The government payments (i.e. hand-outs) to people will help some, but it will inevitably miss a share of the people who will need help. It will, most likely, not help the illegal immigrants who don't report income to any government agency, or at least not directly. I recognize that at least in part that's the nature of deciding to be an illegal, you aren't on anyone's radar in quite the same way as a legal resident, but it still has important ramifications to public health as well as humanitarian concerns. These people will be forced to continue working at whatever jobs are providing them income, (if their clients can still pay), regardless of whether it is "essential" to the public health project or not - it is essential to THEM. Another (small) item: labs and medical systems all over the world are smack in the middle of long-range testing of of thousands of trials of various sorts - trials that are not essential right now - but if you shut down operations on them, the entire body of data (and the funding that paid for that info) will go down the tubes. The same concept can apply to construction projects: stopping mid-stream might put the half-made building at risk. Maybe there is a straightforward method of determining (on a broad basis) what can be shut down without undue damage to the rest of "the system" but I doubt anyone knows what it is.

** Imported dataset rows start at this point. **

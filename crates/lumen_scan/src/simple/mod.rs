//! Pattern-table main loop.
//!
//! Repeatedly takes the nearest match from the grammar's pattern table.
//! Text before it is recorded untagged. A kind with an override hands the
//! cursor (placed at the match start) to the handler; otherwise the match is
//! consumed and recorded under its kind. When nothing matches again, the
//! rest of the source is recorded untagged.

use std::sync::Arc;

use lumen_scan_core::NextMatch;
use tracing::trace;

use crate::{Grammar, Scan, ScanError, Scanner};

/// Drive `scanner` to EOS.
#[tracing::instrument(level = "debug", skip_all, fields(language = scanner.language()))]
pub fn run(scanner: &mut Scanner) -> Result<(), ScanError> {
    while !scanner.eos() {
        let from = scanner.pos();
        match scanner.next_match() {
            Some(next) => dispatch(scanner, next, from)?,
            None => {
                scanner.record_rest(None);
                break;
            }
        }
    }
    Ok(())
}

/// Handle one match found by [`Scanner::next_match`], recording the text
/// between `from` and the match start untagged.
pub fn dispatch(scanner: &mut Scanner, next: NextMatch, from: usize) -> Result<(), ScanError> {
    let start = next.data.start();
    scanner.record_range(from, start, None)?;
    let depth = scanner.depth();
    if let Some(handler) = scanner.grammar().override_for(next.kind) {
        trace!(kind = %next.kind, pos = start, "override");
        scanner.set_pos(start);
        handler(scanner, &next.data)?;
    } else {
        scanner.accept(&next.data);
        scanner.record_match(Some(next.kind), &next.data);
    }
    scanner.ensure_progress(start, depth)
}

/// A scanner whose main loop is [`run`].
#[derive(Debug)]
pub struct SimpleScanner {
    scanner: Scanner,
}

impl SimpleScanner {
    pub fn new(grammar: Arc<Grammar>) -> Self {
        SimpleScanner {
            scanner: Scanner::new(grammar),
        }
    }
}

impl Scan for SimpleScanner {
    fn scanner(&self) -> &Scanner {
        &self.scanner
    }

    fn scanner_mut(&mut self) -> &mut Scanner {
        &mut self.scanner
    }

    fn main(&mut self) -> Result<(), ScanError> {
        run(&mut self.scanner)
    }
}

#[cfg(test)]
mod tests;
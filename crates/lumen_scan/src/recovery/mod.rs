//! Dirty-exit recovery.
//!
//! A scanner embedded in a host language can be cut off in the middle of a
//! token, e.g. a JavaScript string interrupted by `<?php ... ?>`. It
//! records the part it has, remembers the interrupted kind and stops. When
//! the host hands control back, [`ExitState::resume`] consumes the rest of
//! the token with the kind's recovery pattern (the token's body without its
//! opening delimiter) before normal scanning continues.

use lumen_scan_core::{Kind, MatchData, Pattern};
use tracing::trace;

use crate::{EmbedFlags, EmbedOptions, ScanError, Scanner};

/// How the last `main` of an embeddable scanner ended.
#[derive(Clone, Copy, Debug, PartialEq, Eq)]
pub struct ExitState {
    interrupt: bool,
    clean_exit: bool,
    exit_kind: Option<Kind>,
}

impl Default for ExitState {
    fn default() -> Self {
        ExitState {
            interrupt: false,
            clean_exit: true,
            exit_kind: None,
        }
    }
}

impl ExitState {
    pub fn new() -> Self {
        ExitState::default()
    }

    /// Stopped mid-token and must resume.
    pub fn interrupted(&self) -> bool {
        self.interrupt
    }

    pub fn is_clean(&self) -> bool {
        self.clean_exit
    }

    /// The kind that was interrupted, while the exit is dirty.
    pub fn exit_kind(&self) -> Option<Kind> {
        if self.clean_exit {
            None
        } else {
            self.exit_kind
        }
    }

    /// Flag (or clear) an interruption at a token boundary, which needs no
    /// recovery but still hands control back to the host.
    pub fn set_interrupted(&mut self, interrupt: bool) {
        self.interrupt = interrupt;
    }

    /// Forget any pending interruption.
    pub fn clear(&mut self) {
        *self = ExitState::default();
    }

    /// Mark the exit as dirty inside a `kind` token.
    pub fn dirty_exit(&mut self, scanner: &Scanner, kind: Kind) -> Result<(), ScanError> {
        if scanner.grammar().recovery(kind).is_none() {
            return Err(ScanError::NoRecovery { kind });
        }
        trace!(language = scanner.language(), %kind, pos = scanner.pos(), "dirty exit");
        self.exit_kind = Some(kind);
        self.interrupt = true;
        self.clean_exit = false;
        Ok(())
    }

    /// Consume the rest of an interrupted token.
    ///
    /// Returns `None` when the last exit was clean. Otherwise scans the
    /// recovery pattern at the cursor and returns the interrupted kind with
    /// the recovered span, which the caller records (and may break again).
    pub fn resume(&mut self, scanner: &mut Scanner) -> Result<Option<(Kind, MatchData)>, ScanError> {
        if self.clean_exit {
            return Ok(None);
        }
        let Some(kind) = self.exit_kind.take() else {
            self.clear();
            return Ok(None);
        };
        self.clear();
        let pos = scanner.pos();
        let grammar = std::sync::Arc::clone(scanner.grammar());
        let pattern = grammar.recovery(kind).ok_or(ScanError::NoRecovery { kind })?;
        let data = scanner
            .scan(pattern)
            .ok_or(ScanError::RecoveryFailed { kind, pos })?;
        trace!(language = scanner.language(), %kind, pos, "resume");
        Ok(Some((kind, data)))
    }

    /// Break at a server-language opening tag inside `data`.
    ///
    /// When embedded in a server language and the span contains the server
    /// tag, records the part before the tag under `kind`, moves the cursor to
    /// the tag and exits dirty. Returns whether it broke.
    pub fn server_break(
        &mut self,
        scanner: &mut Scanner,
        opts: &EmbedOptions,
        kind: Kind,
        data: &MatchData,
    ) -> Result<bool, ScanError> {
        if !opts.flags.contains(EmbedFlags::SERVER) {
            return Ok(false);
        }
        let text = scanner.match_str(data);
        let Some(at) = text.find(opts.server_tag) else {
            return Ok(false);
        };
        let prefix = text[..at].to_owned();
        scanner.record(Some(kind), prefix);
        scanner.set_pos(data.start() + at);
        self.dirty_exit(scanner, kind)?;
        Ok(true)
    }

    /// Break at the host's closing script tag inside `data`.
    ///
    /// When embedded in HTML and `close` matches inside the span, records the
    /// part before it under `kind`, moves the cursor to the tag and exits
    /// cleanly.
    pub fn script_break(
        &mut self,
        scanner: &mut Scanner,
        opts: &EmbedOptions,
        close: &Pattern,
        kind: Kind,
        data: &MatchData,
    ) -> bool {
        if !opts.flags.contains(EmbedFlags::HTML) {
            return false;
        }
        let text = scanner.match_str(data);
        let Some(at) = close.find(text).map(|r| r.start) else {
            return false;
        };
        let prefix = text[..at].to_owned();
        scanner.record(Some(kind), prefix);
        scanner.set_pos(data.start() + at);
        self.clean_exit = true;
        self.interrupt = false;
        true
    }
}

impl Scanner {
    /// Close every open region, innermost first.
    ///
    /// Each region records what its recovery pattern matches at the cursor
    /// (or the whole rest when it has none) under its display kind. Whatever
    /// remains afterwards is recorded untagged, leaving the cursor at EOS.
    pub fn unwind_states(&mut self) -> Result<(), ScanError> {
        let grammar = std::sync::Arc::clone(self.grammar());
        while let Some(region) = self.state() {
            let name = region.name;
            let display = region.extra.or_else(|| grammar.display_kind(name));
            match grammar.recovery(name) {
                Some(pattern) => {
                    if let Some(data) = self.scan(pattern) {
                        self.record_match(display, &data);
                    }
                }
                None => self.record_rest(display),
            }
            trace!(language = self.language(), state = %name, "unwind");
            self.pop_state()?;
        }
        self.record_rest(None);
        Ok(())
    }
}

#[cfg(test)]
mod tests;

I am of two minds about the efforts of the authorities: on the one hand, they have a responsibility to take measures that are necessary for public health; on the other hand, they are operating somewhat in a vacuum in terms of what, precisely, is most needed for public health. Effectively, we don't know how best to balance the needs of an ongoing economy and quelling the outbreak, because it's too complex to know for sure. If we are lucky, people at the top have engaged in lot of "war gaming" sessions on epidemics to practice the decision-making processes to figure out what definitely doesn't work (even if they didn't figure out what actually works). But most likely, only a handful of governors have done so. Maybe more of their health officials have done so, but then those governors have to trust in those health officials' ideas - but more likely than not, in most states, nobody bothered to tie in gaming sessions of the health offices together with the offices most tied to the engines of the economy. So in a lot of places there is a very good chance that the people who need to make those balancing decisions are lacking essential knowledge about the downstream effects of this or that option. Tie this in with the fact that in our federal system, the primary authority to regulate health matters is not federal but state, and you have some interestingly different results from state to state.

Another thing I have been saying since late February is that if they are smart, governments around the world will use THIS epidemic (which only has a native death rate of perhaps 1%) to learn from and prepare for the much more worrisome possibilities of diseases that have death rates well above 1%, or even above 10%. However, another worry is that the globalists will use this as a stick with which to put much more power into the hands of international agencies, and even to give the UN or WHO or something like real teeth (i.e. military power). Heaven help us if that happens.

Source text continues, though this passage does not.